● Task inputs
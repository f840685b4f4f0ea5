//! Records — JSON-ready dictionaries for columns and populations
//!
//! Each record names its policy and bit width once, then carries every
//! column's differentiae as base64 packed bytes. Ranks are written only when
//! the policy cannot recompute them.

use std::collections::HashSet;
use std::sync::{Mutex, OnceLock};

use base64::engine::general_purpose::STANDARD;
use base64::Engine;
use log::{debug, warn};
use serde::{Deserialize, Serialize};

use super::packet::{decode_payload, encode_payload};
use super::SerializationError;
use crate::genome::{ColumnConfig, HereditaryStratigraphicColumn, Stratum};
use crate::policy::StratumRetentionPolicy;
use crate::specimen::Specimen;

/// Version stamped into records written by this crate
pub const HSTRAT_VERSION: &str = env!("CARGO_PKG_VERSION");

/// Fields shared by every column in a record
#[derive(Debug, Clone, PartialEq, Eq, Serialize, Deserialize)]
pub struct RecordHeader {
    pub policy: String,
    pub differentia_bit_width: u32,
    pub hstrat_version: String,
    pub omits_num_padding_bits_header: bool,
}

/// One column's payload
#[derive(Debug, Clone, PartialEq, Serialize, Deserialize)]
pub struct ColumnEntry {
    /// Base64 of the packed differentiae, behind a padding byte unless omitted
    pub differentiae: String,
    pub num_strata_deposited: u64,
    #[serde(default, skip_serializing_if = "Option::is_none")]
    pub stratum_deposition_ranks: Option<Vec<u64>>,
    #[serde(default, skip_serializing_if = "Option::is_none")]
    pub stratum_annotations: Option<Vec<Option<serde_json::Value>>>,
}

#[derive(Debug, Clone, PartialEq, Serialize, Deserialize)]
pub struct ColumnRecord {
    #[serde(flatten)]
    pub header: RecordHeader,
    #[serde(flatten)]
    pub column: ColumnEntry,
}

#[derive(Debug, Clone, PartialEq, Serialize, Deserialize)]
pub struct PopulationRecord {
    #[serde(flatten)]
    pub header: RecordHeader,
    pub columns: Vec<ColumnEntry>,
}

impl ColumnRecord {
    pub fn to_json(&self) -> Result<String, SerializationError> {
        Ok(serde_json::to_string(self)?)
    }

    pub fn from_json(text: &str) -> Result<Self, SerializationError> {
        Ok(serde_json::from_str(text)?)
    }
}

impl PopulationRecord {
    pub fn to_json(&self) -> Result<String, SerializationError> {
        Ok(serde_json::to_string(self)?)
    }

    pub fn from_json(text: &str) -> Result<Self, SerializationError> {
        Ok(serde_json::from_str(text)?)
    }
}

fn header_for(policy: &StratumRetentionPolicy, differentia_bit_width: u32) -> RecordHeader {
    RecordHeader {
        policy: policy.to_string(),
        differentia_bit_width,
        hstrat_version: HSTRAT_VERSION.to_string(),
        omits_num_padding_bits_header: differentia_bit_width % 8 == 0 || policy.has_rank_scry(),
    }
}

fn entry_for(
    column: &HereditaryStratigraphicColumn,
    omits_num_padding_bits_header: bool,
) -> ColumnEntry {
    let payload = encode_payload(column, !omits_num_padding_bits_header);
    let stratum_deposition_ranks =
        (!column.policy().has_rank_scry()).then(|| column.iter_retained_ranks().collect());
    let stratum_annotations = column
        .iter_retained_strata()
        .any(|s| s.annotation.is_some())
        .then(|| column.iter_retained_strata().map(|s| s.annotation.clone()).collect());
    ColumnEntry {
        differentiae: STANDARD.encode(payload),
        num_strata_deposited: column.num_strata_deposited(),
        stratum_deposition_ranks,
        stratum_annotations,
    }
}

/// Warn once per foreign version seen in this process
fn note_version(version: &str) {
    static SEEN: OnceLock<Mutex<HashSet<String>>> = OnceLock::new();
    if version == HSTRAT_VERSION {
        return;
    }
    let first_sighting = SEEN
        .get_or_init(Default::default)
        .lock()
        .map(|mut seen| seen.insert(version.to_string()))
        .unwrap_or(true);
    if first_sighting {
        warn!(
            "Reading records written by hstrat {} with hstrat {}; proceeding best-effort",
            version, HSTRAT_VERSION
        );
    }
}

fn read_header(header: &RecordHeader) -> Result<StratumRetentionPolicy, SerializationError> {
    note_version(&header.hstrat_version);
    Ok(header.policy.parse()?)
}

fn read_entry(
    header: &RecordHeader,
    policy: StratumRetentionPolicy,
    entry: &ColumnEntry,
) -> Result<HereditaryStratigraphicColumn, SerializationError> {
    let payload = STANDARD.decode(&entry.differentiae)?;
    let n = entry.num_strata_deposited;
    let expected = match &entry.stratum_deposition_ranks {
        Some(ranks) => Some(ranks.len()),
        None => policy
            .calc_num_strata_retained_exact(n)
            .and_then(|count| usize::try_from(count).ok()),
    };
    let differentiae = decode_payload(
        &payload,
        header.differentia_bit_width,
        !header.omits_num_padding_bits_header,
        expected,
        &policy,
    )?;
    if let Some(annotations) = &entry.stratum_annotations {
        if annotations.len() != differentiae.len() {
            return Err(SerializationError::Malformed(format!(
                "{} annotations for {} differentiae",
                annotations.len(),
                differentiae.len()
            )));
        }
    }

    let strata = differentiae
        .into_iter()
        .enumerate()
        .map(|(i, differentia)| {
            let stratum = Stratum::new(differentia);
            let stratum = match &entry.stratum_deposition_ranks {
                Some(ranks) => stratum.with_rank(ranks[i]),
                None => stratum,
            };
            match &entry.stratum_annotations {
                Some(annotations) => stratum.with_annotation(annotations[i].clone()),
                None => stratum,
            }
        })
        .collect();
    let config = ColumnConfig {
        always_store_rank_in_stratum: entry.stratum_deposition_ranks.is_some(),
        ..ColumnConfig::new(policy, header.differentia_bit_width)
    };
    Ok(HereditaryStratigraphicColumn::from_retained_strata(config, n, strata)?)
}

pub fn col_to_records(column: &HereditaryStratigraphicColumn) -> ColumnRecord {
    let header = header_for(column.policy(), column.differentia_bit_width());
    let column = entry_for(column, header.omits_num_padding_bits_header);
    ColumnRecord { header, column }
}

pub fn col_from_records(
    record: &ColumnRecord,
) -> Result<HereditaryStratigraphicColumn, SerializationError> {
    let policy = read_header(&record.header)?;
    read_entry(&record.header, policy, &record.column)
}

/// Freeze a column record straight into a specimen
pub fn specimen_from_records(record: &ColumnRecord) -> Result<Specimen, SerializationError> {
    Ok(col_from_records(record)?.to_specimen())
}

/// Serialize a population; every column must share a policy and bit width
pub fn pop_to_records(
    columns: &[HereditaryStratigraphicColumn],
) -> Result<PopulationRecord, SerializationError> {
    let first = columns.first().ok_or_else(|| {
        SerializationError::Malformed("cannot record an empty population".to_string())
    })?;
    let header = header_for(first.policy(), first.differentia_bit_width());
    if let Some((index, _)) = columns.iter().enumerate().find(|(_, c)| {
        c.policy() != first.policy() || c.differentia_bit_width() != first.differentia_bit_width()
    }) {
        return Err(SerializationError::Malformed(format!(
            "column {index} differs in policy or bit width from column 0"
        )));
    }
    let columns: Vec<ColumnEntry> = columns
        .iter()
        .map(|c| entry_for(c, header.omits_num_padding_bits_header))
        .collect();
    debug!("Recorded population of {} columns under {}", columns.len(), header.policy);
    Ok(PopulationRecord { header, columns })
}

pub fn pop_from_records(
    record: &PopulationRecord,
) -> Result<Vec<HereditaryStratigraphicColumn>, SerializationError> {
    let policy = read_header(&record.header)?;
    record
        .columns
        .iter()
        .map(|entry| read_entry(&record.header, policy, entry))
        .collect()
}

● What you are asked to do
Would you please repeat the entire listing, line for line?

● Task answer
repository f840685b4f4f0ea5
//! Records — JSON-ready dictionaries for columns and populations
//!
//! Each record names its policy and bit width once, then carries every
//! column's differentiae as base64 packed bytes. Ranks are written only when
//! the policy cannot recompute them.

use std::collections::HashSet;
use std::sync::{Mutex, OnceLock};

use base64::engine::general_purpose::STANDARD;
use base64::Engine;
use log::{debug, warn};
use serde::{Deserialize, Serialize};

use super::packet::{decode_payload, encode_payload};
use super::SerializationError;
use crate::genome::{ColumnConfig, HereditaryStratigraphicColumn, Stratum};
use crate::policy::StratumRetentionPolicy;
use crate::specimen::Specimen;

/// Version stamped into records written by this crate
pub const HSTRAT_VERSION: &str = env!("CARGO_PKG_VERSION");

/// Fields shared by every column in a record
#[derive(Debug, Clone, PartialEq, Eq, Serialize, Deserialize)]
pub struct RecordHeader {
    pub policy: String,
    pub differentia_bit_width: u32,
    pub hstrat_version: String,
    pub omits_num_padding_bits_header: bool,
}

/// One column's payload
#[derive(Debug, Clone, PartialEq, Serialize, Deserialize)]
pub struct ColumnEntry {
    /// Base64 of the packed differentiae, behind a padding byte unless omitted
    pub differentiae: String,
    pub num_strata_deposited: u64,
    #[serde(default, skip_serializing_if = "Option::is_none")]
    pub stratum_deposition_ranks: Option<Vec<u64>>,
    #[serde(default, skip_serializing_if = "Option::is_none")]
    pub stratum_annotations: Option<Vec<Option<serde_json::Value>>>,
}

#[derive(Debug, Clone, PartialEq, Serialize, Deserialize)]
pub struct ColumnRecord {
    #[serde(flatten)]
    pub header: RecordHeader,
    #[serde(flatten)]
    pub column: ColumnEntry,
}

#[derive(Debug, Clone, PartialEq, Serialize, Deserialize)]
pub struct PopulationRecord {
    #[serde(flatten)]
    pub header: RecordHeader,
    pub columns: Vec<ColumnEntry>,
}

impl ColumnRecord {
    pub fn to_json(&self) -> Result<String, SerializationError> {
        Ok(serde_json::to_string(self)?)
    }

    pub fn from_json(text: &str) -> Result<Self, SerializationError> {
        Ok(serde_json::from_str(text)?)
    }
}

impl PopulationRecord {
    pub fn to_json(&self) -> Result<String, SerializationError> {
        Ok(serde_json::to_string(self)?)
    }

    pub fn from_json(text: &str) -> Result<Self, SerializationError> {
        Ok(serde_json::from_str(text)?)
    }
}

fn header_for(policy: &StratumRetentionPolicy, differentia_bit_width: u32) -> RecordHeader {
    RecordHeader {
        policy: policy.to_string(),
        differentia_bit_width,
        hstrat_version: HSTRAT_VERSION.to_string(),
        omits_num_padding_bits_header: differentia_bit_width % 8 == 0 || policy.has_rank_scry(),
    }
}

fn entry_for(
    column: &HereditaryStratigraphicColumn,
    omits_num_padding_bits_header: bool,
) -> ColumnEntry {
    let payload = encode_payload(column, !omits_num_padding_bits_header);
    let stratum_deposition_ranks =
        (!column.policy().has_rank_scry()).then(|| column.iter_retained_ranks().collect());
    let stratum_annotations = column
        .iter_retained_strata()
        .any(|s| s.annotation.is_some())
        .then(|| column.iter_retained_strata().map(|s| s.annotation.clone()).collect());
    ColumnEntry {
        differentiae: STANDARD.encode(payload),
        num_strata_deposited: column.num_strata_deposited(),
        stratum_deposition_ranks,
        stratum_annotations,
    }
}

/// Warn once per foreign version seen in this process
fn note_version(version: &str) {
    static SEEN: OnceLock<Mutex<HashSet<String>>> = OnceLock::new();
    if version == HSTRAT_VERSION {
        return;
    }
    let first_sighting = SEEN
        .get_or_init(Default::default)
        .lock()
        .map(|mut seen| seen.insert(version.to_string()))
        .unwrap_or(true);
    if first_sighting {
        warn!(
            "Reading records written by hstrat {} with hstrat {}; proceeding best-effort",
            version, HSTRAT_VERSION
        );
    }
}

fn read_header(header: &RecordHeader) -> Result<StratumRetentionPolicy, SerializationError> {
    note_version(&header.hstrat_version);
    Ok(header.policy.parse()?)
}

fn read_entry(
    header: &RecordHeader,
    policy: StratumRetentionPolicy,
    entry: &ColumnEntry,
) -> Result<HereditaryStratigraphicColumn, SerializationError> {
    let payload = STANDARD.decode(&entry.differentiae)?;
    let n = entry.num_strata_deposited;
    let expected = match &entry.stratum_deposition_ranks {
        Some(ranks) => Some(ranks.len()),
        None => policy
            .calc_num_strata_retained_exact(n)
            .and_then(|count| usize::try_from(count).ok()),
    };
    let differentiae = decode_payload(
        &payload,
        header.differentia_bit_width,
        !header.omits_num_padding_bits_header,
        expected,
        &policy,
    )?;
    if let Some(annotations) = &entry.stratum_annotations {
        if annotations.len() != differentiae.len() {
            return Err(SerializationError::Malformed(format!(
                "{} annotations for {} differentiae",
                annotations.len(),
                differentiae.len()
            )));
        }
    }

    let strata = differentiae
        .into_iter()
        .enumerate()
        .map(|(i, differentia)| {
            let stratum = Stratum::new(differentia);
            let stratum = match &entry.stratum_deposition_ranks {
                Some(ranks) => stratum.with_rank(ranks[i]),
                None => stratum,
            };
            match &entry.stratum_annotations {
                Some(annotations) => stratum.with_annotation(annotations[i].clone()),
                None => stratum,
            }
        })
        .collect();
    let config = ColumnConfig {
        always_store_rank_in_stratum: entry.stratum_deposition_ranks.is_some(),
        ..ColumnConfig::new(policy, header.differentia_bit_width)
    };
    Ok(HereditaryStratigraphicColumn::from_retained_strata(config, n, strata)?)
}

pub fn col_to_records(column: &HereditaryStratigraphicColumn) -> ColumnRecord {
    let header = header_for(column.policy(), column.differentia_bit_width());
    let column = entry_for(column, header.omits_num_padding_bits_header);
    ColumnRecord { header, column }
}

pub fn col_from_records(
    record: &ColumnRecord,
) -> Result<HereditaryStratigraphicColumn, SerializationError> {
    let policy = read_header(&record.header)?;
    read_entry(&record.header, policy, &record.column)
}

/// Freeze a column record straight into a specimen
pub fn specimen_from_records(record: &ColumnRecord) -> Result<Specimen, SerializationError> {
    Ok(col_from_records(record)?.to_specimen())
}

/// Serialize a population; every column must share a policy and bit width
pub fn pop_to_records(
    columns: &[HereditaryStratigraphicColumn],
) -> Result<PopulationRecord, SerializationError> {
    let first = columns.first().ok_or_else(|| {
        SerializationError::Malformed("cannot record an empty population".to_string())
    })?;
    let header = header_for(first.policy(), first.differentia_bit_width());
    if let Some((index, _)) = columns.iter().enumerate().find(|(_, c)| {
        c.policy() != first.policy() || c.differentia_bit_width() != first.differentia_bit_width()
    }) {
        return Err(SerializationError::Malformed(format!(
            "column {index} differs in policy or bit width from column 0"
        )));
    }
    let columns: Vec<ColumnEntry> = columns
        .iter()
        .map(|c| entry_for(c, header.omits_num_padding_bits_header))
        .collect();
    debug!("Recorded population of {} columns under {}", columns.len(), header.policy);
    Ok(PopulationRecord { header, columns })
}

pub fn pop_from_records(
    record: &PopulationRecord,
) -> Result<Vec<HereditaryStratigraphicColumn>, SerializationError> {
    let policy = read_header(&record.header)?;
    record
        .columns
        .iter()
        .map(|entry| read_entry(&record.header, policy, entry))
        .collect()
}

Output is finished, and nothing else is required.